Lines that include "under" make up the answer; copy all of them from the data below.

● ● ● ●

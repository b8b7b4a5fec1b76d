// Copyright 2025 The Strata Authors
//
// Licensed under the Apache License, Version 2.0 (the "License");
// you may not use this file except in compliance with the License.
// You may obtain a copy of the License at
//
// https://www.apache.org/licenses/LICENSE-2.0
//
// Unless required by applicable law or agreed to in writing, software
// distributed under the License is distributed on an "AS IS" BASIS,
// WITHOUT WARRANTIES OR CONDITIONS OF ANY KIND, either express or implied.
// See the License for the specific language governing permissions and
// limitations under the License.

mod test_conflicts;
mod test_repo;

● ● ● ●

=== Solution below ===
// Licensed under the Apache License, Version 2.0 (the "License");
// distributed under the License is distributed on an "AS IS" BASIS,
// limitations under the License.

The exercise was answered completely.